American Catholic pacifist (born 1962)

Carmen Trotta (born November 9, 1962) is an American pacifist and an activist in the Catholic Worker Movement, He has been an opponent of the war in Iraq. He has edited and written for The Catholic Worker, served on the executive committee of the War Resisters League, and was a founding member of Witness Against Torture, In 2018 he was one of the Kings Bay Plowshares 7, He has spent over 30 years as a member of the Maryhouse Catholic Worker and St. Joseph's House in the East Village of Manhattan, co-founded by Servant of God Dorothy Day and Peter Maurin in 1936.

== Education ==
Trotta graduated from Grinnell College in 1984, where he was a religious studies major. He played football, and was Morgan Taylor '26 Men's Senior Athlete of the Year.

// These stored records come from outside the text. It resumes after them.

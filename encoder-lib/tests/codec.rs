use oled_anim_lib::*;
use proptest::prelude::*;

fn frames() -> impl Strategy<Value = Vec<Bitmap>> {
    (1u32..=16, 1u32..=3, 1usize..=6).prop_flat_map(|(width, pages, count)| {
        let len = (width * pages) as usize;

        // few distinct byte values, so that consecutive frames share bytes
        prop::collection::vec(prop::collection::vec(0u8..4, len), count).prop_map(move |frames| {
            frames
                .into_iter()
                .map(|bytes| Bitmap::from_pages(width, pages * 8, bytes))
                .collect()
        })
    })
}

fn storage() -> impl Strategy<Value = Storage> {
    prop_oneof![Just(Storage::Minimal), Just(Storage::Legacy)]
}

proptest! {
    #[test]
    fn every_frame_decodes_from_base(frames in frames(), storage in storage()) {
        let anim = Animation::new(storage, frames.clone()).unwrap();
        let mut decoder = Decoder::new(&anim);

        for (k, frame) in frames.iter().enumerate() {
            prop_assert_eq!(decoder.seek(k).unwrap(), frame.bytes());
        }
    }

    #[test]
    fn last_transition_closes_the_loop(frames in frames(), storage in storage()) {
        let anim = Animation::new(storage, frames.clone()).unwrap();
        let mut decoder = Decoder::new(&anim);
        let last = frames.len() - 1;

        prop_assert_eq!(decoder.seek(last).unwrap(), frames[last].bytes());

        decoder.apply(last).unwrap();

        prop_assert_eq!(decoder.frame(), frames[0].bytes());
        prop_assert_eq!(decoder.current(), 0);
    }

    #[test]
    fn ranges_are_monotonic(frames in frames()) {
        let anim = Animation::new(Storage::Minimal, frames.clone()).unwrap();
        let ranges: Vec<_> = anim.ranges().iter().collect();

        prop_assert_eq!(ranges.len(), frames.len() + 1);
        prop_assert_eq!(ranges[0], 0);
        prop_assert!(ranges.windows(2).all(|w| w[0] <= w[1]));

        let total = ranges[frames.len()] as usize;

        prop_assert_eq!(total, anim.values().len());
        prop_assert_eq!(total, anim.delta().indices().len());
        prop_assert_eq!(total + 1, anim.indices().len());

        for n in 0..frames.len() {
            let next = &frames[(n + 1) % frames.len()];
            let differing = diff(&frames[n], next).count();

            prop_assert_eq!((ranges[n + 1] - ranges[n]) as usize, differing);
        }
    }

    #[test]
    fn packed_values_are_recoverable(values in prop::collection::vec(any::<u32>(), 1..64)) {
        let packed = PackedArray::pack(&values, Storage::Minimal).unwrap();
        let width = packed.bit_width() as usize;

        prop_assert_eq!(packed.field_width(), packed.bit_width());
        prop_assert_eq!(packed.bytes().len(), (values.len() * width + 7) / 8);
        prop_assert_eq!(packed.iter().collect::<Vec<_>>(), values);
    }

    #[test]
    fn legacy_values_are_recoverable(values in prop::collection::vec(0u32..512, 1..64)) {
        let packed = PackedArray::pack(&values, Storage::Legacy).unwrap();

        prop_assert_eq!(packed.bytes().len(), (values.len() * 9 + 7) / 8);

        for (idx, &value) in values.iter().enumerate() {
            prop_assert_eq!(packed.get(idx), Some(value));
        }
    }
}

fn image(lit: &[(u32, u32)]) -> RgbaImage {
    let mut img = RgbaImage::from_pixel(8, 8, Rgba([0, 0, 0, 255]));

    for &(x, y) in lit {
        img.put_pixel(x, y, Rgba([200, 200, 200, 255]));
    }

    img
}

#[test]
fn single_byte_toggle() {
    let params = Params::default();
    let images = [image(&[]), image(&[(3, 0), (3, 1), (3, 2), (3, 3)])];
    let anim = Encoder::new(&params).encode(&images).unwrap();

    assert_eq!(anim.delta().ranges(), &[0, 1, 2]);
    assert_eq!(anim.delta().indices(), &[3, 3]);
    assert_eq!(anim.values(), &[0x0f, 0x00]);

    let mut decoder = Decoder::new(&anim);

    assert_eq!(decoder.advance().unwrap(), &[0, 0, 0, 0x0f, 0, 0, 0, 0]);
    assert_eq!(decoder.advance().unwrap(), &[0; 8]);
}

#[test]
fn identical_frames() {
    let params = Params::default();
    let images = [image(&[(0, 0)]), image(&[(0, 0)])];
    let anim = Encoder::new(&params).encode(&images).unwrap();

    assert_eq!(anim.delta().ranges(), &[0, 0, 0]);
    assert!(anim.delta().indices().is_empty());
    assert!(anim.values().is_empty());

    let stats = anim.stats();

    assert_eq!(stats.changes, 0);
    assert_eq!(stats.raw_bytes(), 16);
    assert!(stats.compression_ratio().is_some());
}

#[test]
fn threshold_boundary() {
    let at = RgbaImage::from_pixel(1, 8, Rgba([10, 20, 30, 255]));
    let above = RgbaImage::from_pixel(1, 8, Rgba([11, 20, 30, 255]));

    assert_eq!(Bitmap::rasterize(&at, 20).unwrap().bytes(), &[0x00]);
    assert_eq!(Bitmap::rasterize(&above, 20).unwrap().bytes(), &[0xff]);
}

#[test]
fn invalid_height() {
    let params = Params::default();
    let images = [RgbaImage::new(8, 10)];

    assert_eq!(
        Encoder::new(&params).encode(&images).unwrap_err(),
        Error::InvalidHeight { height: 10 }
    );
}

== Pacifist and human rights actions ==
Trotta helped organize the April 20, 2002 March on Washington to oppose the war on terror. On May 30, 2008, he was sentenced to ten days in jail for protesting abuses at Guantanamo in front of the U.S Supreme Court. and as a member of that group, he was the first person arrested in the "100 Days Campaign" protest at the White House, against the prison at Guantanamo Bay Detention Camp.

==Kings Bay Plowshares==
On April 4, 2018, he took part in the Kings Bay 7 Plowshares action. He and six other activists including Elizabeth McAlister, Martha Hennessy, Clare Grady, Patrick O'Neill, Steve Kelly SJ, and Mark Colville, entered the Kings Bay Naval Submarine Base to pray, string up crime tape, pour their own blood, and hammer on weapons to physically and symbolically enact beating swords into plowshares. He received a 14-month sentence at the Otisville federal correctional facility, but only served six months before receiving early release. Going to prison is part of the point for Plowshares activists, who believe, in the words of Philip Berrigan, that trial and incarceration "heighten the witness."Americans need to investigate more deeply, of course, the value of prison witness. One person in prison for conscience speaks out more emphatically against the crimes of state than ten thousand would from the street who are educating for justice and peace. . . . [I]f the state is going to lock up some of its best citizens, what does that have to say about the state? That’s the value of the personal conscience, right from the early Christian times down through Gandhi and especially in this country. The prisoners of conscience in this country are perhaps the most notable in the world, and hopefully they will increase in number.